Ce week-end nous allons chez des amis. De très bons amis. Nous passons d'agréables moments, ils ont une conversation suave et distincte, et avec eux mon encombrant monde intérieur se dissipe, parfois presque totalement. Nous parlons, buvons, rions, parlons encore et encore, jusqu'à se gorger de soleil levant. Puis nous nous couchons, ivres et harmonieux. Souvent, elle et moi avons de longues discussions en tête à tête. D'autres fois, nous parlons tous en même temps, bruyamment. Il apparait presque toujours que nous nous ressemblons. Mais cette similitude s'inverse avec le sexe. C'est à dire que cet homme a des choses en commun avec moi. Pas toutes, bien sûr, mais il y a là quelque chose de difficile à définir : la même conjugaison infantile de rêves brisés, d'échine courbée à contrecœur et d'imagination insatiable. Et le sentiment persistant de n'être pas celui ou celle que les autres croient voir. De l'autre côté, mon mari et cette femme parlent une langue commune : celle des vrais adultes qui ne font plus le dos rond depuis qu'ils ont plié sous le poids du raisonnable. Comme si une sagesse de bon aloi faisait désormais partie d'eux. Je ne les envie pas. Car notre sentiment d'usurper est certes gênant, notre exaltation importune, mais notre vie intérieure mille fois plus riche et vibrante que ce bon sens affiché et cette misérable tempérance.

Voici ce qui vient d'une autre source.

//! Headless device harness.
//!
//! Owns one device with both logical queues, a fence and the scenario kernels,
//! and wraps the submission patterns the scenarios repeat.

use std::mem::ManuallyDrop;

use tessera_core::DeviceCapabilities;
use tessera_hal::{Device, GraphicsQueue, QueueTopology, UploadQueue};
use tracing::{info, warn};

use crate::backend::{ScenarioBackend, ShaderSet};
use crate::{HarnessConfig, Result};

/// A headless device for end-to-end tests.
pub struct Harness<A: ScenarioBackend> {
    device: ManuallyDrop<A::Device>,
    graphics: ManuallyDrop<A::GraphicsQueue>,
    upload: ManuallyDrop<A::UploadQueue>,
    fence: ManuallyDrop<A::Fence>,
    shaders: ShaderSet,
}

impl<A: ScenarioBackend> Harness<A> {
    /// Create a device, its queues and an unsignaled fence, and load the
    /// scenario kernels.
    pub fn new(config: HarnessConfig) -> Result<Self> {
        let device = A::create_device(config)?;
        let parts = (|| -> Result<_> {
            let shaders = A::load_shaders(&device)?;
            let graphics = device.create_graphics_queue()?;
            let upload = device.create_upload_queue()?;
            let fence = device.create_fence(false)?;
            Ok((shaders, graphics, upload, fence))
        })();
        let (shaders, graphics, upload, fence) = match parts {
            Ok(parts) => parts,
            Err(error) => {
                A::destroy_device(device);
                return Err(error);
            }
        };

        info!(
            backend = A::NAME,
            device = %device.capabilities().device_name,
            topology = ?device.topology(),
            "Created test harness"
        );
        Ok(Self {
            device: ManuallyDrop::new(device),
            graphics: ManuallyDrop::new(graphics),
            upload: ManuallyDrop::new(upload),
            fence: ManuallyDrop::new(fence),
            shaders,
        })
    }

    pub fn device(&self) -> &A::Device {
        &self.device
    }

    pub fn capabilities(&self) -> &DeviceCapabilities {
        self.device.capabilities()
    }

    pub fn topology(&self) -> QueueTopology {
        self.device.topology()
    }

    pub fn shaders(&self) -> &ShaderSet {
        &self.shaders
    }

    /// Submit `upload` alone and block until it completes.
    pub fn submit_upload_and_wait(&self, upload: &A::UploadCommandBuffer) -> Result<()> {
        self.upload.submit_with_fence(upload, &self.fence)?;
        self.wait_and_reset()
    }

    /// Submit a release/acquire pair and block until the graphics side completes.
    pub fn submit_pair_and_wait(
        &self,
        upload: &A::UploadCommandBuffer,
        graphics: &A::GraphicsCommandBuffer,
    ) -> Result<()> {
        self.upload.submit_and_signal(upload)?;
        self.graphics
            .wait_and_submit(Some(upload), graphics, &self.fence)?;
        self.wait_and_reset()
    }

    /// Submit graphics work with no upload dependency and block until it completes.
    pub fn submit_graphics_and_wait(&self, graphics: &A::GraphicsCommandBuffer) -> Result<()> {
        self.graphics.wait_and_submit(None, graphics, &self.fence)?;
        self.wait_and_reset()
    }

    fn wait_and_reset(&self) -> Result<()> {
        self.device.wait_for_fence(&self.fence)?;
        self.device.reset_fence(&self.fence)?;
        Ok(())
    }
}

impl<A: ScenarioBackend> Drop for Harness<A> {
    fn drop(&mut self) {
        if std::thread::panicking() {
            warn!("Leaking test harness device after a panic");
            return;
        }
        // SAFETY: every field is taken exactly once and never used again.
        let (device, graphics, upload, fence) = unsafe {
            (
                ManuallyDrop::take(&mut self.device),
                ManuallyDrop::take(&mut self.graphics),
                ManuallyDrop::take(&mut self.upload),
                ManuallyDrop::take(&mut self.fence),
            )
        };
        device.destroy_fence(fence);
        device.destroy_upload_queue(upload);
        device.destroy_graphics_queue(graphics);
        A::destroy_device(device);
    }
}

#[cfg(test)]
mod tests {
    use super::*;
    use tessera_soft::SoftApi;
    use tessera_vk::VkApi;

    #[test]
    fn software_harness_follows_requested_topology() {
        let dedicated = Harness::<SoftApi>::new(HarnessConfig::default()).unwrap();
        assert!(dedicated.topology().is_dedicated());
        assert!(dedicated.capabilities().ray_tracing);

        let unified =
            Harness::<SoftApi>::new(HarnessConfig::default().unified().ray_tracing(false)).unwrap();
        assert!(!unified.topology().is_dedicated());
        assert!(!unified.capabilities().ray_tracing);
    }

    #[test]
    #[ignore = "Requires GPU hardware"]
    fn vulkan_harness_creation() {
        let _harness = Harness::<VkApi>::new(HarnessConfig::default()).unwrap();
    }
}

Nous y sommes. Il est tard et déjà la nuit va, tambour battant, nous entraîne dans des discussions éthyliques où chacun se livre. Il me parle de son enfance. De ce malaise sourd qui le prend quand il se réveille après un rêve où il avait six ans, de ce trouble qui le tient toute la journée dans un éveil de cocaïnomane, et du désespoir de la perte de cette innocence-là. J'entends très bien, et, comme souvent, ses mots résonnent en moi, mais je n'y peux rien : l'extériorité et l'alcool font que rapidement je décroche, saute du train et me retrouve sur le ballast. A peine deux wagons plus tard, je remonte et suis contrainte d'acquiescer alors que je ne sais plus de quoi il est question.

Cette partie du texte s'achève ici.